Saved data entries:
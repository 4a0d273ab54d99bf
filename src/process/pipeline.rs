//! Two processes chained stdout → stdin, both owned.

use std::process::Stdio;
use std::time::Duration;

use super::{CommandSpec, ManagedProcess, ProcessError, StopOutcome};

#[derive(Debug)]
pub struct ProcessPipeline {
    producer: ManagedProcess,
    consumer: ManagedProcess,
}

impl ProcessPipeline {
    /// Start `producer | consumer`.
    ///
    /// If the consumer fails to launch the producer is killed before the
    /// error is returned.
    pub fn start(producer: &CommandSpec, consumer: &CommandSpec) -> Result<Self, ProcessError> {
        let mut producer = ManagedProcess::spawn_with(producer, Stdio::null(), Stdio::piped())?;
        let pipe = producer
            .take_stdout()
            .map(Stdio::from)
            .unwrap_or_else(Stdio::null);

        let consumer = ManagedProcess::spawn_with(consumer, pipe, Stdio::null())?;
        Ok(Self { producer, consumer })
    }

    /// True only while both ends are running.
    pub fn is_alive(&mut self) -> bool {
        let producer = self.producer.is_alive();
        let consumer = self.consumer.is_alive();
        producer && consumer
    }

    pub fn pids(&self) -> (u32, u32) {
        (self.producer.pid(), self.consumer.pid())
    }

    /// Stop the producer, then the consumer, each with `grace` before SIGKILL.
    ///
    /// The consumer is stopped even when stopping the producer fails.
    pub fn stop(&mut self, grace: Duration) -> Result<(StopOutcome, StopOutcome), ProcessError> {
        let producer = self.producer.stop(grace);
        let consumer = self.consumer.stop(grace);
        Ok((producer?, consumer?))
    }
}

#[cfg(test)]
mod tests {
    use super::*;

    #[test]
    fn chained_processes_run_and_stop() {
        let mut p = ProcessPipeline::start(
            &CommandSpec::new("sleep").arg("30"),
            &CommandSpec::new("cat"),
        )
        .unwrap();
        assert!(p.is_alive());
        let (a, b) = p.pids();
        assert_ne!(a, b);

        let (producer, consumer) = p.stop(Duration::from_secs(2)).unwrap();

        assert_eq!(producer, StopOutcome::Terminated);
        // `cat` may already have exited on EOF.
        assert_ne!(consumer, StopOutcome::Killed);
        assert!(!p.is_alive());
    }

    #[test]
    fn dead_consumer_means_not_alive() {
        let mut p =
            ProcessPipeline::start(&CommandSpec::new("sleep").arg("30"), &CommandSpec::new("true"))
                .unwrap();
        std::thread::sleep(Duration::from_millis(300));
        assert!(!p.is_alive());
        p.stop(Duration::from_secs(2)).unwrap();
    }

    #[test]
    fn missing_consumer_fails_start() {
        let err = ProcessPipeline::start(
            &CommandSpec::new("sleep").arg("30"),
            &CommandSpec::new("no-such-playback-binary"),
        )
        .unwrap_err();
        assert!(matches!(err, ProcessError::NotFound { .. }));
    }
}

Exercise goal: For the word "StopOutcome", return every line of the records that holds it.

Written response:
use super::{CommandSpec, ManagedProcess, ProcessError, StopOutcome};
    pub fn stop(&mut self, grace: Duration) -> Result<(StopOutcome, StopOutcome), ProcessError> {
        assert_eq!(producer, StopOutcome::Terminated);
        assert_ne!(consumer, StopOutcome::Killed);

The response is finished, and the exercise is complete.